What is the purpose of having a HiMAT data infrastructure?
What kinds of support and services can I expect from each of the different data coordinators?
What methods are in place to ensure my data are safe?
Objectives
Learn about the overall architecture of the HiMAT infrastructure
Introduction
A core feature of the HiMAT project is the construction and utilization of data sharing tools to foster efficient collaboration, reproducible research and enhanced stakeholder engagement related to water resources. Our cloud-based data infrastructure aims to addresses several of the challenges that often limit effective collaboration in such large projects:
cross-team collaboration necessitates the sharing of preliminary data products which are not yet fully validated and may not be ready to share with the public. Existing data infrastructures primarily store completed datasets on public-facing servers. So there is a considerable gap in our provisioning of privately accessible, cloud-based computational tools for this kind of research.
datasets to be generated by HiMAT are particularly voluminous, for example high resolution satellite imagery. Many existing data centers are not set up to handle data of this size, and even if they are, it is unreasonable to be downloading datasets this large to local machines. Therefore we need methods to co-locate our processing/analysis with the location at which the data are stored.
the development collaborative tools calls for some degree of customization in our computational infrastructure if we are to integrate our products and provide decision support to the region. Therefore investigators need to have full access to both front and backend computational components, without the need to submit requests to third party agencies.
Overall Design
To address these challenges we are designing a multi-tiered approach to data handling, one that considers the type of data (raster, vector, time series) as well as its maturity/readiness for distribution. Therefore, where each reseracher goes to store, access and process their data depends on these initial considerations.
Available Resources
There are explicit resources provided to help support adpotion and use of the HiMAT computational resources:
NASA provides online support for specific questions related to ADAPT (support@nccs.nasa.gov)

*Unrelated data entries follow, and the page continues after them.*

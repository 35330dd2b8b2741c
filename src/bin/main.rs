use std::path::PathBuf;
use std::process::ExitCode;
use std::time::Instant;

use clap::{Parser, ValueEnum};
use log::{error, info};
use tugames::*;

#[derive(Copy, Clone, Debug, PartialEq, Eq, ValueEnum)]
enum Format {
    Json,
    Csv,
}

/// Analyse a coalitional game stored on disk
#[derive(Parser, Debug)]
#[command(version, about, long_about = None)]
struct Cli {
    /// Game file
    path: PathBuf,

    #[arg(short, long, value_enum, default_value_t = Format::Json)]
    format: Format,

    /// Separates the coalition from its value in CSV files
    #[arg(long, default_value_t = ':')]
    field_separator: char,

    /// Separates players inside a coalition in CSV files
    #[arg(long, default_value_t = ',')]
    coalition_separator: char,

    /// Only report the values of this player
    #[arg(short, long)]
    player: Option<Player>,

    /// Value of unset coalitions, used without warning
    #[arg(short, long)]
    default_value: Option<Value>,

    /// Payoff vector to test for core membership, e.g. 0.5,0.5
    #[arg(long, value_delimiter = ',')]
    payoff: Option<Vec<Value>>,

    /// Enumerate the vertices of the core
    #[arg(long)]
    vertices: bool,
}

fn allocation_to_string(allocation: &Allocation) -> String {
    match allocation {
        Allocation::Player(value) => value.to_string(),
        Allocation::Game(values) => format!("{values:?}"),
    }
}

fn run(cli: &Cli) -> Result<()> {
    let game = match cli.format {
        Format::Json => load_game_from_json(&cli.path)?,
        Format::Csv => {
            let format = CsvFormat::new(cli.field_separator, cli.coalition_separator)?;
            load_game_from_csv(&cli.path, &format)?
        }
    };
    let default = DefaultValue::from(cli.default_value);

    println!("players: {}", game.number_of_players());
    println!("class: {}", determine_class(&game));
    println!("shapley: {}", allocation_to_string(&shapley(&game, cli.player, default)?));
    println!("banzhaf: {}", allocation_to_string(&banzhaf(&game, cli.player, default)?));
    if let Some(payoff) = &cli.payoff {
        println!("in core: {}", solution_in_core(&game, payoff, default)?);
    }
    if cli.vertices {
        let vertices = core_vertices(&game, &ExactBackend, default)?;
        if vertices.is_empty() {
            println!("core: empty");
        }
        for vertex in vertices {
            println!("vertex: {vertex:?}");
        }
    }
    Ok(())
}

fn main() -> ExitCode {
    env_logger::Builder::from_env(env_logger::Env::default().default_filter_or("info")).init();
    let cli = Cli::parse();

    let now = Instant::now();
    let result = run(&cli);
    info!("Time: {} seconds", now.elapsed().as_secs_f64());
    match result {
        Ok(()) => ExitCode::SUCCESS,
        Err(e) => {
            error!("{e}");
            ExitCode::FAILURE
        }
    }
}
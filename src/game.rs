use std::fmt;
use std::ops::{Index, IndexMut};

use super::*;

/// A characteristic function stored as a dense table of `2^n` values indexed by coalition.
///
/// Unset coalitions hold `NaN`; the empty coalition is always worth `0.0`
/// right after construction.
#[derive(Clone, Debug)]
pub struct Game {
    number_of_players: usize,
    values: Vec<Value>,
}

impl Game {
    pub fn new(number_of_players: usize) -> Result<Self> {
        let grand = Coalition::grand_coalition(number_of_players)?;
        let mut game = Game {
            number_of_players,
            values: vec![Value::NAN; grand.id() as usize + 1],
        };
        game.init_values();
        Ok(game)
    }

    fn init_values(&mut self) {
        self.values.fill(Value::NAN);
        self[Coalition::EMPTY] = 0.0;
    }

    pub fn number_of_players(&self) -> usize {
        self.number_of_players
    }

    pub fn grand_coalition(&self) -> Coalition {
        Coalition::from_id((self.values.len() - 1) as u32)
    }

    pub fn players(&self) -> std::ops::Range<Player> {
        0..self.number_of_players
    }

    /// Every coalition of the game in ascending bitmask order, empty coalition first.
    pub fn all_coalitions(&self) -> Subcoalitions {
        self.grand_coalition().all_subcoalitions()
    }

    /// Normalizes `members` and checks that it only names players of this game.
    pub fn coalition(&self, members: impl Into<Members>) -> Result<Coalition> {
        let coalition = members.into().into_coalition()?;
        if !self.grand_coalition().contains_coalition(coalition) {
            return Err(GameError::CoalitionOutOfRange {
                coalition,
                players: self.number_of_players,
            });
        }
        Ok(coalition)
    }

    pub(crate) fn check_player(&self, player: Player) -> Result<()> {
        if player >= self.number_of_players {
            return Err(GameError::PlayerOutOfRange(player));
        }
        Ok(())
    }

    pub fn set_value(&mut self, coalition: impl Into<Members>, value: Value) -> Result<()> {
        let coalition = self.coalition(coalition)?;
        self[coalition] = value;
        Ok(())
    }

    /// Writes every pair in order; a later pair overwrites an earlier one for the same coalition.
    pub fn set_values<M, I>(&mut self, values: I) -> Result<()>
    where
        M: Into<Members>,
        I: IntoIterator<Item = (M, Value)>,
    {
        for (coalition, value) in values {
            self.set_value(coalition, value)?;
        }
        Ok(())
    }

    /// The value of a coalition, `NaN` if it was never set.
    pub fn get_value(&self, coalition: impl Into<Members>) -> Result<Value> {
        Ok(self[self.coalition(coalition)?])
    }

    /// Values of the requested coalitions in input order.
    ///
    /// All inputs are validated before anything is returned.
    pub fn get_values<M, I>(&self, coalitions: I) -> Result<Vec<(Coalition, Value)>>
    where
        M: Into<Members>,
        I: IntoIterator<Item = M>,
    {
        coalitions
            .into_iter()
            .map(|c| self.coalition(c).map(|c| (c, self[c])))
            .collect()
    }

    /// Every `(coalition, value)` pair in ascending bitmask order.
    pub fn values(&self) -> impl Iterator<Item = (Coalition, Value)> + '_ {
        self.values
            .iter()
            .enumerate()
            .map(|(id, &v)| (Coalition::from_id(id as u32), v))
    }

    pub fn is_set(&self, coalition: Coalition) -> bool {
        !self[coalition].is_nan()
    }

    /// The raw table, indexed by coalition bitmask.
    pub fn as_slice(&self) -> &[Value] {
        &self.values
    }

    pub(crate) fn as_mut_slice(&mut self) -> &mut [Value] {
        &mut self.values
    }
}

impl Index<Coalition> for Game {
    type Output = Value;

    fn index(&self, coalition: Coalition) -> &Self::Output {
        debug_assert!(
            self.grand_coalition().contains_coalition(coalition),
            "Coalition out of range."
        );
        &self.values[coalition.id() as usize]
    }
}

impl IndexMut<Coalition> for Game {
    fn index_mut(&mut self, coalition: Coalition) -> &mut Self::Output {
        debug_assert!(
            self.grand_coalition().contains_coalition(coalition),
            "Coalition out of range."
        );
        &mut self.values[coalition.id() as usize]
    }
}

/// Two games are equal when they have the same players and the same table,
/// where two unset entries at the same coalition are considered equal.
impl PartialEq for Game {
    fn eq(&self, other: &Self) -> bool {
        self.number_of_players == other.number_of_players
            && self
                .values
                .iter()
                .zip(&other.values)
                .all(|(a, b)| a == b || (a.is_nan() && b.is_nan()))
    }
}

impl fmt::Display for Game {
    fn fmt(&self, f: &mut fmt::Formatter<'_>) -> fmt::Result {
        write!(f, "Game(number_of_players={},", self.number_of_players)?;
        for (coalition, value) in self.values() {
            write!(f, "\n\t{coalition}: {value:?},")?;
        }
        write!(f, "\n)")
    }
}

PI Arendt’s team (Fatland, Setiawan, Shean) provides assistance with data sharing using Amazon Web Services/geoserver, and access to NGA data on ADAPT
NSIDC (Raup) provides assistance with data ingest and sharing on the GLIMS database
Data security
Many groups will produce preliminary datasets that may not be ready for distribution outside of HiMAT. The following practices will help us ensure data products are secure:
all datasets on ADAPT shared directories can only be read by those who have passed through the stringent NASA secuirty protocols. Only administrators of ADAPT can write to these directories. Each individual user has home directories that only they can access.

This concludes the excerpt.